Mary Richardson Walker (April 1, 1811 – December 5, 1897) was an American missionary. She was the daughter of Joseph and Charlotte Richardson of West Baldwin, Maine. Both parents were school teachers and valued education for all their children. She attended Maine Wesleyan Seminary. Mary wanted to be a missionary and applied at the American Board of Missionaries, but she was turned down, because she was not married.

William Thayer, a mutual friend of Mary Richardson and Elkanah Walker, knew they wanted to be missionaries, so he set up a meeting between them. After a 48-hour courtship, Elkanah proposed to Mary. A year later on March 5, 1838, they married hurriedly so they could depart for the Oregon Country as missionaries.

==Trip to Oregon Country==
The Walkers departed her home at North Yarmouth, Maine on March 7, 1838, for Boston, Massachusetts and then to Independence, Missouri for the long trip across the continent with three other couples: Cushing and Myra Eells, Asa and Sarah Gilbert White Smith, and William and Mary Augusta Dix Gray. Mary Walker became pregnant and traveled side-saddle for most of the 1900 miles. The missionaries arrived at the Whitman Mission on August 29, 1838.

==Tshimakain Mission created==
On September 20, 1839, the Walker and Eells family arrived at Tshimakain and began setting up their new homes among the Spokan Indian tribal people. The Walkers lived at the Tshimakain Mission for ten years.
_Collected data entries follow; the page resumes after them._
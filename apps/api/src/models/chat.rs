use serde::{Deserialize, Serialize};

/// One transcript turn. Roles mirror the generation API's two-party
/// conversation model.
#[derive(Debug, Clone, PartialEq, Eq, Serialize, Deserialize)]
pub struct ChatMessage {
    pub role: ChatRole,
    pub text: String,
}

#[derive(Debug, Clone, Copy, PartialEq, Eq, Serialize, Deserialize)]
#[serde(rename_all = "lowercase")]
pub enum ChatRole {
    User,
    Model,
}

impl ChatRole {
    pub fn as_str(&self) -> &'static str {
        match self {
            ChatRole::User => "user",
            ChatRole::Model => "model",
        }
    }
}
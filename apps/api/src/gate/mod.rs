#![allow(dead_code)]

//! Gate Controller — sequences "select plan → auth gate → purchase gate →
//! unlock builder" and derives the single active screen from its state.
//!
//! The controller is synchronous and performs no I/O. Every transition is a
//! named method with a deterministic resulting state; transitions that demand
//! follow-up work (open the auth prompt, run a checkout) return a
//! `GateEffect` for the handler layer to execute. The controller exclusively
//! owns the pending selection: at most one is outstanding, and it is consumed
//! the moment it resolves or the auth prompt is dismissed.

pub mod handlers;

use serde::Serialize;

use crate::entitlement::{self, Entitlement};
use crate::models::account::Session;
use crate::models::plan::PlanTier;

#[derive(Debug, Clone, Copy, PartialEq, Eq)]
pub enum GateState {
    Browsing,
    AwaitingAuth { pending: PlanTier },
    Purchasing { pending: PlanTier },
    BuilderActive { tier: PlanTier },
}

/// Which top-level screen is active — the one value the UI derives its layout
/// from. A purchase in flight keeps the pricing screen up (with its own
/// progress indicator); it is not a screen of its own.
#[derive(Debug, Clone, Copy, PartialEq, Eq, Serialize)]
#[serde(rename_all = "snake_case")]
pub enum Screen {
    Pricing,
    AuthPrompt,
    Builder,
}

/// Follow-up work a transition demands from the caller.
#[derive(Debug, Clone, Copy, PartialEq, Eq)]
pub enum GateEffect {
    /// The transition fully resolved; nothing further to do.
    Settled,
    /// Open the authentication UI; a selection is now pending on it.
    PromptAuth,
    /// Run the checkout flow for this tier, then report the outcome back
    /// through `purchase_succeeded` / `purchase_failed`.
    StartPurchase(PlanTier),
}

/// A selection that cannot be accepted in the current state.
#[derive(Debug, Clone, Copy, PartialEq, Eq)]
pub enum GateRejection {
    /// The auth prompt is open with a selection already pending on it.
    AuthPromptOpen,
    /// A checkout is in flight; it cannot be cancelled or superseded.
    PurchaseInFlight,
}

#[derive(Debug)]
pub struct GateController {
    state: GateState,
}

impl Default for GateController {
    fn default() -> Self {
        Self::new()
    }
}

impl GateController {
    pub fn new() -> Self {
        Self {
            state: GateState::Browsing,
        }
    }

    pub fn state(&self) -> GateState {
        self.state
    }

    pub fn active_screen(&self) -> Screen {
        match self.state {
            GateState::Browsing | GateState::Purchasing { .. } => Screen::Pricing,
            GateState::AwaitingAuth { .. } => Screen::AuthPrompt,
            GateState::BuilderActive { .. } => Screen::Builder,
        }
    }

    pub fn pending_selection(&self) -> Option<PlanTier> {
        match self.state {
            GateState::AwaitingAuth { pending } | GateState::Purchasing { pending } => {
                Some(pending)
            }
            _ => None,
        }
    }

    pub fn purchase_in_progress(&self) -> bool {
        matches!(self.state, GateState::Purchasing { .. })
    }

    /// The tier whose builder is unlocked, if any.
    pub fn active_tier(&self) -> Option<PlanTier> {
        match self.state {
            GateState::BuilderActive { tier } => Some(tier),
            _ => None,
        }
    }

    pub fn is_purchasing(&self, tier: PlanTier) -> bool {
        self.state == GateState::Purchasing { pending: tier }
    }

    /// A plan card was chosen. Consults the resolver against the current
    /// session and either unlocks the builder, parks the selection behind the
    /// auth prompt, or starts a purchase. Selecting while a detour is already
    /// open is rejected.
    pub fn select_plan(
        &mut self,
        tier: PlanTier,
        session: Option<&Session>,
    ) -> Result<GateEffect, GateRejection> {
        match self.state {
            GateState::AwaitingAuth { .. } => Err(GateRejection::AuthPromptOpen),
            GateState::Purchasing { .. } => Err(GateRejection::PurchaseInFlight),
            GateState::Browsing | GateState::BuilderActive { .. } => Ok(self.resolve(tier, session)),
        }
    }

    /// Login or registration succeeded. Re-runs the selection that was parked
    /// behind the auth prompt against the now-authenticated session; a login
    /// with nothing pending moves nothing.
    pub fn auth_succeeded(&mut self, session: &Session) -> GateEffect {
        match self.state {
            GateState::AwaitingAuth { pending } => self.resolve(pending, Some(session)),
            _ => GateEffect::Settled,
        }
    }

    /// The auth prompt was dismissed without authenticating. Abandons the
    /// pending selection.
    pub fn auth_prompt_closed(&mut self) {
        if let GateState::AwaitingAuth { .. } = self.state {
            self.state = GateState::Browsing;
        }
    }

    /// Checkout confirmed for `tier`. The caller has already written the plan
    /// upgrade; this unlocks the builder. Ignored unless that exact purchase
    /// is still in flight (logout may have reset the gate meanwhile).
    pub fn purchase_succeeded(&mut self, tier: PlanTier) {
        if self.is_purchasing(tier) {
            self.state = GateState::BuilderActive { tier };
        }
    }

    /// Checkout failed for `tier`. Returns to browsing with no plan change.
    pub fn purchase_failed(&mut self, tier: PlanTier) {
        if self.is_purchasing(tier) {
            self.state = GateState::Browsing;
        }
    }

    /// Top-bar navigation. Leaving the builder for home or pricing returns to
    /// browsing; everything else leaves the gate where it is.
    pub fn navigate(&mut self, target: NavTarget) {
        if let GateState::BuilderActive { .. } = self.state {
            match target {
                NavTarget::Home | NavTarget::Pricing => self.state = GateState::Browsing,
                NavTarget::Builder => {}
            }
        }
    }

    /// The session transitioned to Anonymous. Forces browsing from any state,
    /// unconditionally — including mid-purchase.
    pub fn session_cleared(&mut self) {
        self.state = GateState::Browsing;
    }

    fn resolve(&mut self, tier: PlanTier, session: Option<&Session>) -> GateEffect {
        match entitlement::resolve(tier, session) {
            Entitlement::Grant => {
                self.state = GateState::BuilderActive { tier };
                GateEffect::Settled
            }
            Entitlement::RequireAuth => {
                self.state = GateState::AwaitingAuth { pending: tier };
                GateEffect::PromptAuth
            }
            Entitlement::RequirePurchase(pending) => {
                self.state = GateState::Purchasing { pending };
                GateEffect::StartPurchase(pending)
            }
        }
    }
}

#[derive(Debug, Clone, Copy, PartialEq, Eq, serde::Deserialize)]
#[serde(rename_all = "snake_case")]
pub enum NavTarget {
    Home,
    Pricing,
    Builder,
}

#[cfg(test)]
mod tests {
    use super::*;
    use crate::auth::session::SessionManager;
    use crate::storage::{KeyValueStore, MemoryStore};
    use std::sync::Arc;

    fn make_sessions() -> SessionManager {
        let kv = Arc::new(MemoryStore::new()) as Arc<dyn KeyValueStore>;
        SessionManager::restore(kv).unwrap()
    }

    fn session_with(plan: PlanTier) -> Session {
        Session {
            display_name: "T".to_string(),
            email: "t@x.com".to_string(),
            plan,
        }
    }

    #[test]
    fn test_initial_state_is_browsing_on_pricing_screen() {
        let gate = GateController::new();
        assert_eq!(gate.state(), GateState::Browsing);
        assert_eq!(gate.active_screen(), Screen::Pricing);
        assert!(gate.pending_selection().is_none());
    }

    #[test]
    fn test_anonymous_selection_parks_behind_auth_prompt() {
        let mut gate = GateController::new();
        let effect = gate.select_plan(PlanTier::Basic, None).unwrap();

        assert_eq!(effect, GateEffect::PromptAuth);
        assert_eq!(
            gate.state(),
            GateState::AwaitingAuth {
                pending: PlanTier::Basic
            }
        );
        assert_eq!(gate.active_screen(), Screen::AuthPrompt);
        assert_eq!(gate.pending_selection(), Some(PlanTier::Basic));
    }

    // The end-to-end scenario: anonymous user picks Basic, registers (lands
    // on Free), checkout runs and confirms, builder unlocks on Basic and the
    // stored account reflects the upgrade.
    #[test]
    fn test_register_then_purchase_unlocks_builder() {
        let mut gate = GateController::new();
        let mut sessions = make_sessions();

        gate.select_plan(PlanTier::Basic, None).unwrap();

        let session = sessions.register("A", "a@x.com", "pw").unwrap();
        let effect = gate.auth_succeeded(&session);
        assert_eq!(effect, GateEffect::StartPurchase(PlanTier::Basic));
        assert_eq!(
            gate.state(),
            GateState::Purchasing {
                pending: PlanTier::Basic
            }
        );

        // Checkout confirmed: upgrade first, then unlock.
        sessions.upgrade_plan(PlanTier::Basic).unwrap();
        gate.purchase_succeeded(PlanTier::Basic);

        assert_eq!(
            gate.state(),
            GateState::BuilderActive {
                tier: PlanTier::Basic
            }
        );
        assert_eq!(gate.active_screen(), Screen::Builder);
        let stored = sessions.accounts().find_by_email("a@x.com").unwrap().unwrap();
        assert_eq!(stored.plan, PlanTier::Basic);
    }

    #[test]
    fn test_sufficient_tier_grants_without_purchase() {
        let mut gate = GateController::new();
        let session = session_with(PlanTier::Pro);

        let effect = gate.select_plan(PlanTier::Basic, Some(&session)).unwrap();
        assert_eq!(effect, GateEffect::Settled);
        assert_eq!(
            gate.state(),
            GateState::BuilderActive {
                tier: PlanTier::Basic
            }
        );
    }

    #[test]
    fn test_auth_success_with_sufficient_tier_grants_directly() {
        let mut gate = GateController::new();
        gate.select_plan(PlanTier::Basic, None).unwrap();

        let session = session_with(PlanTier::Pro);
        assert_eq!(gate.auth_succeeded(&session), GateEffect::Settled);
        assert_eq!(gate.active_screen(), Screen::Builder);
    }

    #[test]
    fn test_auth_success_without_pending_selection_moves_nothing() {
        let mut gate = GateController::new();
        let session = session_with(PlanTier::Free);
        assert_eq!(gate.auth_succeeded(&session), GateEffect::Settled);
        assert_eq!(gate.state(), GateState::Browsing);
    }

    #[test]
    fn test_closing_auth_prompt_abandons_selection() {
        let mut gate = GateController::new();
        gate.select_plan(PlanTier::Pro, None).unwrap();

        gate.auth_prompt_closed();
        assert_eq!(gate.state(), GateState::Browsing);
        assert!(gate.pending_selection().is_none());
    }

    #[test]
    fn test_purchase_failure_returns_to_browsing_with_plan_untouched() {
        let mut gate = GateController::new();
        let mut sessions = make_sessions();
        sessions.register("A", "a@x.com", "pw").unwrap();

        let session = sessions.session().unwrap().clone();
        let effect = gate.select_plan(PlanTier::Basic, Some(&session)).unwrap();
        assert_eq!(effect, GateEffect::StartPurchase(PlanTier::Basic));

        gate.purchase_failed(PlanTier::Basic);
        assert_eq!(gate.state(), GateState::Browsing);
        let stored = sessions.accounts().find_by_email("a@x.com").unwrap().unwrap();
        assert_eq!(stored.plan, PlanTier::Free);
    }

    #[test]
    fn test_selection_rejected_while_purchase_in_flight() {
        let mut gate = GateController::new();
        let session = session_with(PlanTier::Free);
        gate.select_plan(PlanTier::Basic, Some(&session)).unwrap();

        let err = gate.select_plan(PlanTier::Pro, Some(&session)).unwrap_err();
        assert_eq!(err, GateRejection::PurchaseInFlight);
    }

    #[test]
    fn test_selection_rejected_while_auth_prompt_open() {
        let mut gate = GateController::new();
        gate.select_plan(PlanTier::Basic, None).unwrap();

        let err = gate.select_plan(PlanTier::Pro, None).unwrap_err();
        assert_eq!(err, GateRejection::AuthPromptOpen);
    }

    #[test]
    fn test_logout_forces_browsing_from_builder() {
        let mut gate = GateController::new();
        let session = session_with(PlanTier::Pro);
        gate.select_plan(PlanTier::Pro, Some(&session)).unwrap();
        assert_eq!(gate.active_screen(), Screen::Builder);

        gate.session_cleared();
        assert_eq!(gate.state(), GateState::Browsing);
    }

    #[test]
    fn test_logout_mid_purchase_wins_over_late_confirmation() {
        let mut gate = GateController::new();
        let session = session_with(PlanTier::Free);
        gate.select_plan(PlanTier::Pro, Some(&session)).unwrap();
        assert!(gate.purchase_in_progress());

        gate.session_cleared();
        // The confirmation lands after the reset and must not unlock anything.
        gate.purchase_succeeded(PlanTier::Pro);
        assert_eq!(gate.state(), GateState::Browsing);
    }

    #[test]
    fn test_navigate_home_leaves_builder() {
        let mut gate = GateController::new();
        let session = session_with(PlanTier::Basic);
        gate.select_plan(PlanTier::Basic, Some(&session)).unwrap();

        gate.navigate(NavTarget::Home);
        assert_eq!(gate.state(), GateState::Browsing);
    }

    #[test]
    fn test_navigate_builder_keeps_unlocked_builder() {
        let mut gate = GateController::new();
        let session = session_with(PlanTier::Basic);
        gate.select_plan(PlanTier::Basic, Some(&session)).unwrap();

        gate.navigate(NavTarget::Builder);
        assert_eq!(
            gate.state(),
            GateState::BuilderActive {
                tier: PlanTier::Basic
            }
        );
    }

    #[test]
    fn test_navigate_is_noop_outside_builder() {
        let mut gate = GateController::new();
        gate.navigate(NavTarget::Pricing);
        assert_eq!(gate.state(), GateState::Browsing);

        gate.select_plan(PlanTier::Basic, None).unwrap();
        gate.navigate(NavTarget::Home);
        // Dismissing the auth prompt is its own event; navigation ignores it.
        assert_eq!(gate.active_screen(), Screen::AuthPrompt);
    }
}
Six months, after the Whitman Massacre, 60 members of the Oregon Volunteers traveled up to the mission and brought the Walkers and Eells families to the Willamette Valley, Oregon Country.
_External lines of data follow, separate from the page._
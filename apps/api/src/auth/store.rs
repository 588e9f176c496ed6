//! Credential Store — the account record set, persisted as one email-keyed
//! map under a single storage key. Emails are lowercased at this boundary so
//! lookups and duplicate checks are case-insensitive everywhere above it.

use std::collections::BTreeMap;
use std::sync::Arc;

use crate::auth::AuthError;
use crate::models::account::Account;
use crate::models::plan::PlanTier;
use crate::storage::{KeyValueStore, StorageError};

const ACCOUNTS_KEY: &str = "accounts";

pub struct CredentialStore {
    kv: Arc<dyn KeyValueStore>,
}

impl CredentialStore {
    pub fn new(kv: Arc<dyn KeyValueStore>) -> Self {
        Self { kv }
    }

    fn load(&self) -> Result<BTreeMap<String, Account>, StorageError> {
        match self.kv.get(ACCOUNTS_KEY)? {
            Some(value) => Ok(serde_json::from_value(value)?),
            None => Ok(BTreeMap::new()),
        }
    }

    fn save(&self, accounts: &BTreeMap<String, Account>) -> Result<(), StorageError> {
        self.kv.set(ACCOUNTS_KEY, serde_json::to_value(accounts)?)
    }

    pub fn find_by_email(&self, email: &str) -> Result<Option<Account>, StorageError> {
        Ok(self.load()?.get(&email.to_lowercase()).cloned())
    }

    /// Inserts a new account. Fails with `DuplicateAccount` if an account with
    /// the same email (case-insensitive) already exists.
    pub fn insert(&self, account: Account) -> Result<(), AuthError> {
        let mut accounts = self.load()?;
        let key = account.email.to_lowercase();
        if accounts.contains_key(&key) {
            return Err(AuthError::DuplicateAccount);
        }
        accounts.insert(key, account);
        self.save(&accounts)?;
        Ok(())
    }

    /// Writes a new plan tier for the given email. No-op if the email is
    /// absent. The caller-supplied tier is authoritative — no downgrade check.
    pub fn update_plan(&self, email: &str, new_tier: PlanTier) -> Result<(), StorageError> {
        let mut accounts = self.load()?;
        if let Some(account) = accounts.get_mut(&email.to_lowercase()) {
            account.plan = new_tier;
            self.save(&accounts)?;
        }
        Ok(())
    }
}

#[cfg(test)]
mod tests {
    use super::*;
    use crate::storage::MemoryStore;
    use chrono::Utc;

    fn make_store() -> CredentialStore {
        CredentialStore::new(Arc::new(MemoryStore::new()))
    }

    fn make_account(email: &str) -> Account {
        Account {
            email: email.to_lowercase(),
            display_name: "Test".to_string(),
            credential_hash: "hash".to_string(),
            plan: PlanTier::Free,
            created_at: Utc::now(),
        }
    }

    #[test]
    fn test_insert_then_find() {
        let store = make_store();
        store.insert(make_account("a@x.com")).unwrap();

        let found = store.find_by_email("a@x.com").unwrap().unwrap();
        assert_eq!(found.email, "a@x.com");
        assert_eq!(found.plan, PlanTier::Free);
    }

    #[test]
    fn test_find_is_case_insensitive() {
        let store = make_store();
        store.insert(make_account("a@x.com")).unwrap();
        assert!(store.find_by_email("A@X.COM").unwrap().is_some());
    }

    #[test]
    fn test_duplicate_email_differing_only_in_case_rejected() {
        let store = make_store();
        store.insert(make_account("a@x.com")).unwrap();

        let mut second = make_account("a@x.com");
        second.email = "A@X.com".to_string();
        let err = store.insert(second).unwrap_err();
        assert!(matches!(err, AuthError::DuplicateAccount));
    }

    #[test]
    fn test_update_plan_persists() {
        let store = make_store();
        store.insert(make_account("a@x.com")).unwrap();
        store.update_plan("a@x.com", PlanTier::Pro).unwrap();

        let found = store.find_by_email("a@x.com").unwrap().unwrap();
        assert_eq!(found.plan, PlanTier::Pro);
    }

    #[test]
    fn test_update_plan_absent_email_is_noop() {
        let store = make_store();
        store.update_plan("ghost@x.com", PlanTier::Pro).unwrap();
        assert!(store.find_by_email("ghost@x.com").unwrap().is_none());
    }
}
==Settled in Forest Grove, Oregon==

The Walkers moved to Forest Grove, Oregon in October, 1849. While living at Forest Grove, the Walkers helped establish Tualatin Academy (now Pacific University.) When the Tualatin Academy became Pacific University in 1866, the Walkers donated land for the new campus and Elkanah served as a university trustee until his death. Cushing Eells became the first principal of Tualatin Academy and later founded Whitman College as a memorial to the martyred Whitman's. Elkanah Walker's name is on the charter of both Whitman Seminary and Whitman College. On December 5, 1897, Mary Richardson Walker died at Forest Grove. She died at the home of her son Levi. She was the last surviving member of the original thirteen members of the Old Oregon Mission.

==Children==
- Cyrus Hamlin Walker, born December 7, 1838, at Waiilatpu, first white male born in the Oregon Territory.

At Tshimakain:
- Abigail Boutwell Walker, born May 24, 1840, mother of Ruth Karr McKee
- Marcus Whitman Walker, born March 16, 1842
- Joseph Elkanah Walker, born February 10, 1844
- Jeremiah Walker, born March 7, 1846
- John Richardson Walker, born December 31, 1847

At Forest Grove, Oregon:
- Levi Chamberlain Walker, February 8, 1850
- Samuel Thompson Walker, May 2, 1852

==Mary Walker School named in her honor==
The Mary Walker School District and Mary Walker High School in Springdale, Washington are named for her.